> **ABOUT THIS TASK**: The stretch from the line with "filename src/main.rs" through the line with "(default: any whitespace)." in the records below: write it out exactly, and nothing else.

Stored data entries
----------------------------------------

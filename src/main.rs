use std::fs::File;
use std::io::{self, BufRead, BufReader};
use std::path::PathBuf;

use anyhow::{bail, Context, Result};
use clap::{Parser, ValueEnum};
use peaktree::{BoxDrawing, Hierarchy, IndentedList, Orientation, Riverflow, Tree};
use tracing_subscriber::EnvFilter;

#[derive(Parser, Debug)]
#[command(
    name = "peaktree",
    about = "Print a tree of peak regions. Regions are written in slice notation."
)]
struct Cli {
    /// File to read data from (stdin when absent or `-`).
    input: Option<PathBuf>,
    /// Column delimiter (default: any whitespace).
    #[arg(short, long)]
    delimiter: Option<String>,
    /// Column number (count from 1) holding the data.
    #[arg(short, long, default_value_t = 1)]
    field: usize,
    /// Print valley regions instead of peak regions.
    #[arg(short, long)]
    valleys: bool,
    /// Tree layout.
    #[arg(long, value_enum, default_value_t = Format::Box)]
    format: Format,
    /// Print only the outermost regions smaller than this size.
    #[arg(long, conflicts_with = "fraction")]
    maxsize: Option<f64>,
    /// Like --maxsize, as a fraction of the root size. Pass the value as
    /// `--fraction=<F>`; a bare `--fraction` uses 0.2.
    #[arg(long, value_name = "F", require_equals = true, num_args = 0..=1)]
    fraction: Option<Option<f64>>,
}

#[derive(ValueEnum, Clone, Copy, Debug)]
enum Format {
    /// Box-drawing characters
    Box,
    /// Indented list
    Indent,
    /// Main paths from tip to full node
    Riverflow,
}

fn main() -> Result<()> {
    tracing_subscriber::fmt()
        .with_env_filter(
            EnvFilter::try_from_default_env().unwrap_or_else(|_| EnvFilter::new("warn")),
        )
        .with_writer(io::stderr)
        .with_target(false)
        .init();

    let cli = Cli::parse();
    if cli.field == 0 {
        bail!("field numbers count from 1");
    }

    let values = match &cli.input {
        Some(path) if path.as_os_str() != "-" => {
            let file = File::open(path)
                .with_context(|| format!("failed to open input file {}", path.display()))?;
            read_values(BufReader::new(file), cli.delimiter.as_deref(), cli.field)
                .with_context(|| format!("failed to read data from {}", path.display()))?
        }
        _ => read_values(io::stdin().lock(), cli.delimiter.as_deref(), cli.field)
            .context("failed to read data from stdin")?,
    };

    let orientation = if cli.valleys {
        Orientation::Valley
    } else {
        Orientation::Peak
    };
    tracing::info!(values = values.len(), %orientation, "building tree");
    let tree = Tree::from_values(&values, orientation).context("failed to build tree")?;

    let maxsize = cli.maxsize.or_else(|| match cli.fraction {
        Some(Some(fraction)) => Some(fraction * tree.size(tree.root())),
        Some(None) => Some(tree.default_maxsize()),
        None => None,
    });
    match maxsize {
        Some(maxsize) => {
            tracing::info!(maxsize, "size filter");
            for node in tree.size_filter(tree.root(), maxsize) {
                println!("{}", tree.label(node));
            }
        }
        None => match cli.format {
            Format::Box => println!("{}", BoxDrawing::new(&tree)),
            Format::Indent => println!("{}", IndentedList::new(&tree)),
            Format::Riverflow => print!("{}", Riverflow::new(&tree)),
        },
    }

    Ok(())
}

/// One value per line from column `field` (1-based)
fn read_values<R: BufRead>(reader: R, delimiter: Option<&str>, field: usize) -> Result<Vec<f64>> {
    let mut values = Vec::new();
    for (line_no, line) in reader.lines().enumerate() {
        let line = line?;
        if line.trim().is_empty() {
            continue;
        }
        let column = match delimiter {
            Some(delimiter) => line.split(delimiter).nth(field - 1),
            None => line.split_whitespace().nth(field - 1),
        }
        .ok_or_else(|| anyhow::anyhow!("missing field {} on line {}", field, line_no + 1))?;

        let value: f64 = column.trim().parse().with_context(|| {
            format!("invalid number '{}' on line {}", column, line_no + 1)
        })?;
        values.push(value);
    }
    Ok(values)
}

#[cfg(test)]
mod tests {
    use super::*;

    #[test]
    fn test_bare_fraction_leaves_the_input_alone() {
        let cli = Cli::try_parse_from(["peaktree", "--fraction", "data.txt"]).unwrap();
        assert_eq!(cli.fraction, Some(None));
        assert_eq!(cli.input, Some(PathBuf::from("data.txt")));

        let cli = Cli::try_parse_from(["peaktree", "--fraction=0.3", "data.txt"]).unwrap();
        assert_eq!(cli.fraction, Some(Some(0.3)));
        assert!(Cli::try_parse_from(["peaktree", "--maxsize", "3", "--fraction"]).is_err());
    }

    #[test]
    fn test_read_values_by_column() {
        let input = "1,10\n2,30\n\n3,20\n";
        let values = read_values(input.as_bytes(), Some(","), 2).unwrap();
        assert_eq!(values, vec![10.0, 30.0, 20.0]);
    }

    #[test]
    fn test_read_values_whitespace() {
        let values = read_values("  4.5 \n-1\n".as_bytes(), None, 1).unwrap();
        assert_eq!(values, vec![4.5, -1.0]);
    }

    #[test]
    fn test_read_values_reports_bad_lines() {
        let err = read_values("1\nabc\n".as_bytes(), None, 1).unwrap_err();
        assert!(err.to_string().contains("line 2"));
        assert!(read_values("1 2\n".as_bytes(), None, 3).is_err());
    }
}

----------------------------------------

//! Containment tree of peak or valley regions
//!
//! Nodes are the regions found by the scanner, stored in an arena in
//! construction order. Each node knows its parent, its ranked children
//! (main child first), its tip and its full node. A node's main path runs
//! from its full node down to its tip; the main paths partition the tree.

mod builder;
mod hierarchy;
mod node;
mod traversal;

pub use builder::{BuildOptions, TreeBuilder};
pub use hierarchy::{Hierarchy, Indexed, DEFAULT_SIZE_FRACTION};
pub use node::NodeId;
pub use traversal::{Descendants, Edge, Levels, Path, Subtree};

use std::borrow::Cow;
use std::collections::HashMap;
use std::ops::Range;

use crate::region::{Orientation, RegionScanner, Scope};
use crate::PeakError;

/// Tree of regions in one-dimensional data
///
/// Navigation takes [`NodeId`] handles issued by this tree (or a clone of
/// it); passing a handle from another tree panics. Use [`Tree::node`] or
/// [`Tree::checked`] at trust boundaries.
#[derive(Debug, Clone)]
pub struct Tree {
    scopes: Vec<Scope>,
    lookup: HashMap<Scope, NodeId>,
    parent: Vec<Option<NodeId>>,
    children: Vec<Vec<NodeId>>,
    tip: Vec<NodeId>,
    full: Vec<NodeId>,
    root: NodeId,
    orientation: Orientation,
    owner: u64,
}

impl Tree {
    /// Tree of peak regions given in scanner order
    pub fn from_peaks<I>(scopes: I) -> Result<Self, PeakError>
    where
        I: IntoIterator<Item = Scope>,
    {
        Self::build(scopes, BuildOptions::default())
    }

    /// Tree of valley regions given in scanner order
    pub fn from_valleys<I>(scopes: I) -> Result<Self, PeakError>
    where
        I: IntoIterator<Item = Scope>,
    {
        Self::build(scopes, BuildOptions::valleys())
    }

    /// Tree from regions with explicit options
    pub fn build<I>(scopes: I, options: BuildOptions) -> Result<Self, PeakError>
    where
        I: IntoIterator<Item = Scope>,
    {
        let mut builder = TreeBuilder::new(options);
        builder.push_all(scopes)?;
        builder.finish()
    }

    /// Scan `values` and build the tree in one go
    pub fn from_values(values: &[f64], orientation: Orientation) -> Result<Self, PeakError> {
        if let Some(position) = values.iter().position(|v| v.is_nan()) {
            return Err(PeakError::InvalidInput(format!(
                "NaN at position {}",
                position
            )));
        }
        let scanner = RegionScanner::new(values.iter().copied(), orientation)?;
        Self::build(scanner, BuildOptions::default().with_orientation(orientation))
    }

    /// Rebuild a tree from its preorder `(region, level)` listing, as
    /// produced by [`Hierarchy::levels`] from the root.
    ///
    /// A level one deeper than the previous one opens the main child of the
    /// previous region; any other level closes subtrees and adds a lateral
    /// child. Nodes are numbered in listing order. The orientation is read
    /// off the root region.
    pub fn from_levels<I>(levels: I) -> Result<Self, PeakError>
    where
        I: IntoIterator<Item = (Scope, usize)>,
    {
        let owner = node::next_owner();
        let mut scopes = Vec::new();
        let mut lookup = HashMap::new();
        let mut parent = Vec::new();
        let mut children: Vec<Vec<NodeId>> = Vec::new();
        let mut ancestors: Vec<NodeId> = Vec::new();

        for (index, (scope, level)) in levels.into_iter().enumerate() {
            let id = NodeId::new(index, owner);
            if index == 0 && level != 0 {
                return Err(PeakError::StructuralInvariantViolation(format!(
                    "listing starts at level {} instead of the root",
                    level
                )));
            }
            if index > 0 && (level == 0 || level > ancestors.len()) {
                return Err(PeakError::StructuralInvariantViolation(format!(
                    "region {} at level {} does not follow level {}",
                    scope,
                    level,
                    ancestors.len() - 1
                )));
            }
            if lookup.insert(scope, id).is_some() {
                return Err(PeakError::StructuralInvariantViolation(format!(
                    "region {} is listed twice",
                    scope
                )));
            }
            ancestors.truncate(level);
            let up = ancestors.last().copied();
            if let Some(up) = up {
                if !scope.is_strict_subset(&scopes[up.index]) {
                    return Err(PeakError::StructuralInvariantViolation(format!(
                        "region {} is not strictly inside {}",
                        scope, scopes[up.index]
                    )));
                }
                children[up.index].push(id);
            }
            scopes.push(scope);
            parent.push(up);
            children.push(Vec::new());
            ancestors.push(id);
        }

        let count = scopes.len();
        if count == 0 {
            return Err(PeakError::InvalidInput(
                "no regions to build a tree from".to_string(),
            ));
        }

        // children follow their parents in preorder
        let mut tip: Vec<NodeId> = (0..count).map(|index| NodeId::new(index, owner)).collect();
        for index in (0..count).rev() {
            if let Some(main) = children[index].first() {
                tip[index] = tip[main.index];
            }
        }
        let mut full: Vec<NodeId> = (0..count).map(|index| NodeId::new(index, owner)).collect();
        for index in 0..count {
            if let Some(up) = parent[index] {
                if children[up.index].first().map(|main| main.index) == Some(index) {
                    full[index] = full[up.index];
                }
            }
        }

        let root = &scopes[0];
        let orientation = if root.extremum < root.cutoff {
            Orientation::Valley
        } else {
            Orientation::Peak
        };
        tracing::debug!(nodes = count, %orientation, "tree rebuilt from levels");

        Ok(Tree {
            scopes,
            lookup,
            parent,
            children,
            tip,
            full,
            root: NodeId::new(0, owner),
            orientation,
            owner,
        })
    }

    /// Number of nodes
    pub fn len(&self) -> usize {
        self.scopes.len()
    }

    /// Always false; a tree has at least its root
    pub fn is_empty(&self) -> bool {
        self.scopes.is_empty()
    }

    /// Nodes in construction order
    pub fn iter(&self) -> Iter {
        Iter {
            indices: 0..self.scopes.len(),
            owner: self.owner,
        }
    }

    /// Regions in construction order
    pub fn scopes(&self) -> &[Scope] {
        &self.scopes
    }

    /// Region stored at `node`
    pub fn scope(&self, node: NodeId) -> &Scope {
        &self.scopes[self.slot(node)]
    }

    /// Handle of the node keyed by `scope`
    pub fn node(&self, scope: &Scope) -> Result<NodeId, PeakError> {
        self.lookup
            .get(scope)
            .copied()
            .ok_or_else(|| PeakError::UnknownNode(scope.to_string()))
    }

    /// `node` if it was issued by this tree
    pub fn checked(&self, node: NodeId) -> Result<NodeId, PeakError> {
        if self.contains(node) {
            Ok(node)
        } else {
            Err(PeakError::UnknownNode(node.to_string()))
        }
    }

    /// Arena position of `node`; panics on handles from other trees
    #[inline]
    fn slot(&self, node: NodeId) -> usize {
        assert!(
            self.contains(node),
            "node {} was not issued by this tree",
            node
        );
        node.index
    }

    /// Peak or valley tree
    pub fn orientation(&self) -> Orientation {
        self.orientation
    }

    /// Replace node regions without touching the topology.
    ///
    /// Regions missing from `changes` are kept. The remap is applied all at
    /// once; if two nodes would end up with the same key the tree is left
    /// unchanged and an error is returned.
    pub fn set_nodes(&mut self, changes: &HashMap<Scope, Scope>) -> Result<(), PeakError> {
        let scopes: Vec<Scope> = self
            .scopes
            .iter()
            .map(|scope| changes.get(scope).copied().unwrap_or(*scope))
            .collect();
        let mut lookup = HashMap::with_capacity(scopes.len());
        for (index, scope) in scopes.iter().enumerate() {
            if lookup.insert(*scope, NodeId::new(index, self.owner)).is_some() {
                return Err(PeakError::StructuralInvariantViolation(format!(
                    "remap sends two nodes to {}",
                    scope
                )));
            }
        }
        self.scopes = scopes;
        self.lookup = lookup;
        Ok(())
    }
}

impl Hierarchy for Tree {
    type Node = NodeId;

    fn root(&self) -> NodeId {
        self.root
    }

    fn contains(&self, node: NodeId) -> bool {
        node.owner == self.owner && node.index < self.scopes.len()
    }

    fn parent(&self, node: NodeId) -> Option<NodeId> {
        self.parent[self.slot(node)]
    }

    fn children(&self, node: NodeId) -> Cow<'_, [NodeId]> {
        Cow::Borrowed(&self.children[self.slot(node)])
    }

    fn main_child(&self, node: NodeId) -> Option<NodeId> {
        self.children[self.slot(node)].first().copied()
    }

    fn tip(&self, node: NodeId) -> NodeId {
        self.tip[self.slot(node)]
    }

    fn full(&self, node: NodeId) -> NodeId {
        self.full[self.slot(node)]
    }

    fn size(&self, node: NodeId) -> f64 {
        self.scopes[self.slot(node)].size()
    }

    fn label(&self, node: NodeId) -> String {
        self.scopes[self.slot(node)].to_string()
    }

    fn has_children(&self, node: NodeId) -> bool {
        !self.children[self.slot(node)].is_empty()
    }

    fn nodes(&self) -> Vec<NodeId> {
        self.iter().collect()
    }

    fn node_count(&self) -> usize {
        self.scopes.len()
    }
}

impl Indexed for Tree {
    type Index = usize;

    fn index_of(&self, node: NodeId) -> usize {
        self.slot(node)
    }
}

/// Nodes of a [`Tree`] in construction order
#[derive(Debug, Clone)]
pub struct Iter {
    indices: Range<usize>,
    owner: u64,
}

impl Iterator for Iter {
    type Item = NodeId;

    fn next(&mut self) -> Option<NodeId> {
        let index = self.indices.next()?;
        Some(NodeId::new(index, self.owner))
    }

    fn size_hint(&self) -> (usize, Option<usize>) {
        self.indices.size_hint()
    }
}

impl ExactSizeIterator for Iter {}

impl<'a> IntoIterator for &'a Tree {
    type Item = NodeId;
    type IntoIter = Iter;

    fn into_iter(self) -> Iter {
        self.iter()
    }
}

----------------------------------------

> **YOUR SOLUTION**:
filename src/main.rs
use std::fs::File;
use std::io::{self, BufRead, BufReader};
use std::path::PathBuf;

use anyhow::{bail, Context, Result};
use clap::{Parser, ValueEnum};
use peaktree::{BoxDrawing, Hierarchy, IndentedList, Orientation, Riverflow, Tree};
use tracing_subscriber::EnvFilter;

#[derive(Parser, Debug)]
#[command(
    name = "peaktree",
    about = "Print a tree of peak regions. Regions are written in slice notation."
)]
struct Cli {
    /// File to read data from (stdin when absent or `-`).
    input: Option<PathBuf>,
    /// Column delimiter (default: any whitespace).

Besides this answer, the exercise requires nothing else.